The Destroyers now have their attack plan for the Grower base. Ox will burn the giant weed field, Deacon and Sheriff will rescue Audrey, and Bartlett and Spence blow up a dam that will flood the area. As the guards of the weed field are just staring at the weed and not into the forest where attackers would come from, they are all taken out immediately. Ox sets to burning the field: “I love the smell of dope in the morning!” Reese holds Audrey hostage, but Deacon just shoots him and saves her. Carrie escapes into a helicopter, and Deacon jumps on one of the landing skiffs while Sheriff takes Audrey to safety on the other side of the dam. Bartlett and Spence are wiring the dam, and Ox has gotten a hold of a bazooka, and is bazookaing the heck out of the Growers’ men. Why the Growers had a bazooka with hundreds of rounds lying around the weed field? Do they get attacked by tanks every few days? Even the bazooka is not enough to save Ogre, who is surrounded and shot full of holes. Back at the dam, there is a big shootout atop it, as the entire Grower army has moved there. Over 100 people shooting at two Nam vets. Does anyone in the town of King’s Ransom not work for the Growers? Bartlett is hit a few times, and Spence is hit a few times as well. On the helicopter, Deacon tosses a grenade inside and then drops off, falling into the lake that the dam blocks off. The copter blows, and Carrie is dead, the Growers have lost their head. Back below, the dam is blow with the entire Grower army aboard, and they’re all killed. Deacon still lives, as does the Sheriff and Audrey, and even Spence, who I forgot lived until putting the photos up for the site. So it’s sort of happy, but the rest of the Destroyers are destroyed.

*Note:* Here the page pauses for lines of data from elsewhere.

//! Wizard session state: identity, criteria, file systems and the copy map.
//!
//! # Design
//! - The caller owns the session; every step takes `&mut self`, so one
//!   session has one writer.
//! - The copy map creates a default slot the first time a copy number is
//!   addressed (archive age 4 minutes, never expires, no reservation).
//! - Field errors are returned to the step that caused them and leave the
//!   session unchanged. Only `finish` produces a `WizardOutcome`.
//! - `finish` submits only when every declared copy is present and
//!   committed.

use std::collections::BTreeMap;

use serde::Serialize;
use tracing::{debug, error, info};

use crate::context::EngineContext;
use crate::copy::{CopyDescriptor, CopyNumber, CopySlot, CopyState, EntryMode};
use crate::criteria::{CriteriaInput, PolicyCriteria};
use crate::error::{
    ErrorClass, Field, FieldIssue, INTERNAL_ERROR_CODE, PolicyError, PolicyResult, backend,
    invalid,
};
use crate::manager::{ArchiveManager, ManagerError};
use crate::policy::{
    PolicyBuilder, PolicyCreationRequest, PolicyKind, SubmitOutcome, UNKNOWN_BACKEND_CODE, submit,
    validate_policy_name,
};
use crate::pool::PoolCatalog;

/// Name, description and copy count captured on the first page.
#[derive(Debug, Clone, PartialEq, Eq, Serialize)]
pub struct PolicyIdentity {
    name: String,
    description: String,
    copy_count: u8,
}

impl PolicyIdentity {
    /// Policy name.
    #[must_use]
    pub fn name(&self) -> &str {
        &self.name
    }

    /// Description.
    #[must_use]
    pub fn description(&self) -> &str {
        &self.description
    }

    /// Declared number of copies.
    #[must_use]
    pub const fn copy_count(&self) -> u8 {
        self.copy_count
    }
}

/// Result page shown when the wizard finishes.
#[derive(Debug, Clone, PartialEq, Eq, Serialize)]
#[serde(tag = "outcome", rename_all = "snake_case")]
pub enum WizardOutcome {
    /// Policy created.
    Success {
        /// Created policy.
        policy: String,
    },
    /// Policy created with caveats.
    Warning {
        /// Created policy.
        policy: String,
        /// Warning messages.
        messages: Vec<String>,
    },
    /// Policy not created; the session is kept for correction.
    Failure {
        /// Manager or internal error code.
        code: i32,
        /// Message for the result page.
        message: String,
    },
}

/// State of one policy wizard.
pub struct WizardSession {
    ctx: EngineContext,
    mode: EntryMode,
    kind: PolicyKind,
    identity: Option<PolicyIdentity>,
    criteria: Option<PolicyCriteria>,
    file_systems: Vec<String>,
    copies: BTreeMap<CopyNumber, CopySlot>,
    catalog: Option<PoolCatalog>,
}

impl WizardSession {
    /// Empty session.
    #[must_use]
    pub const fn new(ctx: EngineContext, mode: EntryMode) -> Self {
        Self {
            ctx,
            mode,
            kind: PolicyKind::General,
            identity: None,
            criteria: None,
            file_systems: Vec::new(),
            copies: BTreeMap::new(),
            catalog: None,
        }
    }

    /// Engine context.
    #[must_use]
    pub const fn context(&self) -> &EngineContext {
        &self.ctx
    }

    /// Entry mode the session was opened in.
    #[must_use]
    pub const fn mode(&self) -> EntryMode {
        self.mode
    }

    /// Kind of policy being built.
    #[must_use]
    pub const fn kind(&self) -> PolicyKind {
        self.kind
    }

    /// Identity, once captured.
    #[must_use]
    pub const fn identity(&self) -> Option<&PolicyIdentity> {
        self.identity.as_ref()
    }

    /// Criteria, once captured.
    #[must_use]
    pub const fn criteria(&self) -> Option<&PolicyCriteria> {
        self.criteria.as_ref()
    }

    /// File systems the policy will apply to.
    #[must_use]
    pub fn file_systems(&self) -> &[String] {
        &self.file_systems
    }

    /// Capture the name, description and copy count of a general policy.
    /// Copies numbered above the new count are dropped.
    ///
    /// # Errors
    ///
    /// Policy name errors, `EmptyRequiredField`/`NotANumber`/`OutOfRange` on
    /// the copy count, or a backend error when policy names cannot be listed.
    pub fn set_identity(
        &mut self,
        name: &str,
        description: &str,
        copy_count: &str,
        manager: &dyn ArchiveManager,
    ) -> PolicyResult<()> {
        let existing = manager
            .policy_names()
            .map_err(|source| backend("policy_names", source))?;
        let (name, copy_count) = validate_policy_name(name, &existing, self.ctx.limits())
            .and_then(|name| {
                self.parse_copy_count(copy_count)
                    .map(|count| (name, count))
            })
            .inspect_err(|err| self.ctx.record(err))?;

        self.copies.retain(|number, _| number.get() <= copy_count);
        self.kind = PolicyKind::General;
        self.identity = Some(PolicyIdentity {
            name,
            description: description.trim().to_string(),
            copy_count,
        });
        debug!(copy_count, "policy identity captured");
        Ok(())
    }

    fn parse_copy_count(&self, raw: &str) -> PolicyResult<u8> {
        let trimmed = raw.trim();
        if trimmed.is_empty() {
            return Err(invalid(Field::CopyCount, FieldIssue::EmptyRequiredField, None));
        }
        let count: i64 = trimmed
            .parse()
            .map_err(|_| invalid(Field::CopyCount, FieldIssue::NotANumber, Some(trimmed)))?;
        u8::try_from(count)
            .ok()
            .filter(|count| (1..=self.ctx.limits().max_copies).contains(count))
            .ok_or_else(|| invalid(Field::CopyCount, FieldIssue::OutOfRange, Some(trimmed)))
    }

    /// Switch the session to the reserved no-archive policy. Copies are
    /// discarded.
    ///
    /// # Errors
    ///
    /// `DuplicatePolicyName` when the no-archive policy already exists, or a
    /// backend error when policy names cannot be listed.
    pub fn start_no_archive(
        &mut self,
        description: &str,
        manager: &dyn ArchiveManager,
    ) -> PolicyResult<()> {
        let existing = manager
            .policy_names()
            .map_err(|source| backend("policy_names", source))?;
        let builder = PolicyBuilder::no_archive(&existing, self.ctx.limits())?;
        self.copies.clear();
        self.kind = PolicyKind::NoArchive;
        self.identity = Some(PolicyIdentity {
            name: builder.name().to_string(),
            description: description.trim().to_string(),
            copy_count: 0,
        });
        Ok(())
    }

    /// Validate and capture the criteria.
    ///
    /// # Errors
    ///
    /// Criteria validation errors.
    pub fn set_criteria(
        &mut self,
        input: &CriteriaInput,
        manager: &dyn ArchiveManager,
    ) -> PolicyResult<()> {
        self.criteria = Some(input.validate(manager, &self.ctx)?);
        Ok(())
    }

    /// Capture the file systems the policy applies to.
    ///
    /// # Errors
    ///
    /// `NoFileSystemSelected` when the list has no non-blank entry.
    pub fn set_file_systems<I, S>(&mut self, file_systems: I) -> PolicyResult<()>
    where
        I: IntoIterator<Item = S>,
        S: AsRef<str>,
    {
        let selected: Vec<String> = file_systems
            .into_iter()
            .map(|fs| fs.as_ref().trim().to_string())
            .filter(|fs| !fs.is_empty())
            .collect();
        if selected.is_empty() {
            let err = invalid(Field::FileSystems, FieldIssue::NoFileSystemSelected, None);
            self.ctx.record(&err);
            return Err(err);
        }
        self.file_systems = selected;
        Ok(())
    }

    /// Load (or reload) the pool catalog used by media steps.
    ///
    /// # Errors
    ///
    /// `DuplicatePoolName` when the manager reports colliding pools.
    pub fn load_catalog(&mut self, manager: &dyn ArchiveManager) -> PolicyResult<&PoolCatalog> {
        let catalog = PoolCatalog::load(manager, &self.ctx)?;
        Ok(&*self.catalog.insert(catalog))
    }

    /// Catalog loaded by [`WizardSession::load_catalog`].
    #[must_use]
    pub const fn catalog(&self) -> Option<&PoolCatalog> {
        self.catalog.as_ref()
    }

    /// Slot for a copy, created with defaults on first access.
    ///
    /// # Errors
    ///
    /// `CopyNumberOutOfRange` when the number exceeds the configured maximum
    /// or the declared copy count.
    pub fn copy_mut(&mut self, number: u8) -> PolicyResult<&mut CopySlot> {
        let number = self.copy_number(number)?;
        let defaults = self.ctx.defaults();
        Ok(self
            .copies
            .entry(number)
            .or_insert_with(|| CopySlot::new(number, defaults)))
    }

    /// Run one assembler step against a copy slot, creating the slot on
    /// first access. The step sees the engine context and the pool catalog.
    /// Before [`WizardSession::load_catalog`] runs the step gets
    /// [`PoolCatalog::unavailable`] and the session catalog stays unset.
    ///
    /// # Errors
    ///
    /// `CopyNumberOutOfRange`, or whatever the step returns.
    pub fn update_copy<T, F>(&mut self, number: u8, step: F) -> PolicyResult<T>
    where
        F: FnOnce(&mut CopySlot, &EngineContext, &PoolCatalog) -> PolicyResult<T>,
    {
        let number = self.copy_number(number)?;
        let placeholder;
        let catalog = match &self.catalog {
            Some(catalog) => catalog,
            None => {
                debug!(copy = %number, "pool catalog not loaded; using an unavailable catalog");
                placeholder = PoolCatalog::unavailable();
                &placeholder
            }
        };
        let defaults = self.ctx.defaults();
        let slot = self
            .copies
            .entry(number)
            .or_insert_with(|| CopySlot::new(number, defaults));
        step(slot, &self.ctx, catalog)
    }

    /// Slot for a copy, if it has been addressed.
    #[must_use]
    pub fn copy(&self, number: u8) -> Option<&CopySlot> {
        CopyNumber::new(number, self.ctx.limits())
            .ok()
            .and_then(|number| self.copies.get(&number))
    }

    /// Addressed copies in number order.
    pub fn copies(&self) -> impl Iterator<Item = &CopySlot> + '_ {
        self.copies.values()
    }

    fn copy_number(&self, number: u8) -> PolicyResult<CopyNumber> {
        let declared = self
            .identity
            .as_ref()
            .map_or(self.ctx.limits().max_copies, PolicyIdentity::copy_count);
        let out_of_range = || {
            invalid(
                Field::CopyNumber,
                FieldIssue::CopyNumberOutOfRange,
                Some(&number.to_string()),
            )
        };
        if self.kind == PolicyKind::NoArchive || number > declared {
            return Err(out_of_range());
        }
        CopyNumber::new(number, self.ctx.limits())
    }

    /// Discard everything captured so far.
    pub fn cancel(&mut self) {
        self.kind = PolicyKind::General;
        self.identity = None;
        self.criteria = None;
        self.file_systems.clear();
        self.copies.clear();
        self.catalog = None;
        debug!("wizard session cleared");
    }

    /// Build and submit the policy.
    ///
    /// Success and warnings clear the session. Manager failures and internal
    /// errors are reported as `WizardOutcome::Failure` and keep the session
    /// for correction.
    ///
    /// # Errors
    ///
    /// Field and duplicate errors from the build, so the front end can send
    /// the user back to the offending page. A copy that is not committed is
    /// `UncommittedCopy` on the copy number.
    pub fn finish(&mut self, manager: &dyn ArchiveManager) -> PolicyResult<WizardOutcome> {
        let request = match self.build_request(manager) {
            Ok(request) => request,
            Err(err) => return self.failure(err),
        };

        let outcome = match submit(&request, manager, &self.ctx) {
            SubmitOutcome::Created => WizardOutcome::Success {
                policy: request.name().to_string(),
            },
            SubmitOutcome::Warning { messages } => WizardOutcome::Warning {
                policy: request.name().to_string(),
                messages,
            },
            SubmitOutcome::Failed { code, message } => {
                return Ok(WizardOutcome::Failure { code, message });
            }
        };
        info!(policy = request.name(), "wizard finished");
        self.cancel();
        Ok(outcome)
    }

    fn build_request(
        &self,
        manager: &dyn ArchiveManager,
    ) -> PolicyResult<PolicyCreationRequest> {
        let identity = self.identity.as_ref().ok_or_else(|| PolicyError::Internal {
            operation: "finish",
            detail: "policy identity was never captured".to_string(),
        })?;
        let criteria = self.criteria.clone().ok_or_else(|| PolicyError::Internal {
            operation: "finish",
            detail: "criteria were never captured".to_string(),
        })?;
        let builder = match self.kind {
            PolicyKind::General => PolicyBuilder::general(
                identity.name(),
                identity.copy_count(),
                &manager
                    .policy_names()
                    .map_err(|source| backend("policy_names", source))?,
                self.ctx.limits(),
            )?,
            PolicyKind::NoArchive => PolicyBuilder::no_archive(
                &manager
                    .policy_names()
                    .map_err(|source| backend("policy_names", source))?,
                self.ctx.limits(),
            )?,
        }
        .description(identity.description());

        if let Some(open) = self
            .copies
            .values()
            .find(|slot| slot.state() != CopyState::Committed)
        {
            let number = open.descriptor().number();
            debug!(copy = %number, state = ?open.state(), "copy not committed");
            let err = invalid(
                Field::CopyNumber,
                FieldIssue::UncommittedCopy,
                Some(&number.to_string()),
            );
            self.ctx.record(&err);
            return Err(err);
        }
        let copies: Vec<CopyDescriptor> = self
            .copies
            .values()
            .map(|slot| slot.descriptor().clone())
            .collect();
        builder
            .build(criteria, copies, &self.file_systems, manager)
            .inspect_err(|err| self.ctx.record(err))
    }

    fn failure(&self, err: PolicyError) -> PolicyResult<WizardOutcome> {
        match err.class() {
            ErrorClass::FieldValidation | ErrorClass::Duplicate => Err(err),
            ErrorClass::BackendFailure => {
                let (code, message) = match &err {
                    PolicyError::Backend {
                        source: ManagerError::Failure { code, message },
                        ..
                    } => (*code, message.clone()),
                    PolicyError::Backend { source, .. } => {
                        (UNKNOWN_BACKEND_CODE, source.to_string())
                    }
                    _ => (UNKNOWN_BACKEND_CODE, err.to_string()),
                };
                self.ctx.metrics().inc_policy_submission("failed");
                Ok(WizardOutcome::Failure { code, message })
            }
            ErrorClass::InternalInvariant => {
                error!(error = ?err, "wizard session invariant violated");
                Ok(WizardOutcome::Failure {
                    code: INTERNAL_ERROR_CODE,
                    message: err.to_string(),
                })
            }
        }
    }
}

Nam vets getting revenge became popular low budget trash during the eighties, with varying quality. Though this read more like an episode of the A-Team, except that people die at the end, and no one says “I love it when a plan comes together” or “I pity the fool!” This was the D-Team (D for Destroyers) and the movie rates a C. It is somewhat entertaining to watch, but once it’s over, you can’t recall any details. If it wasn’t for the notes I took, I would probably have written a jumbled review based on a half-remembered A-Team episode, Rambo, and an episode of Rude Dog and the Dweebs.



Rated 4/10 (Growers kill another, Slick Sheik, Attack the Gas Station, Going for a Ride)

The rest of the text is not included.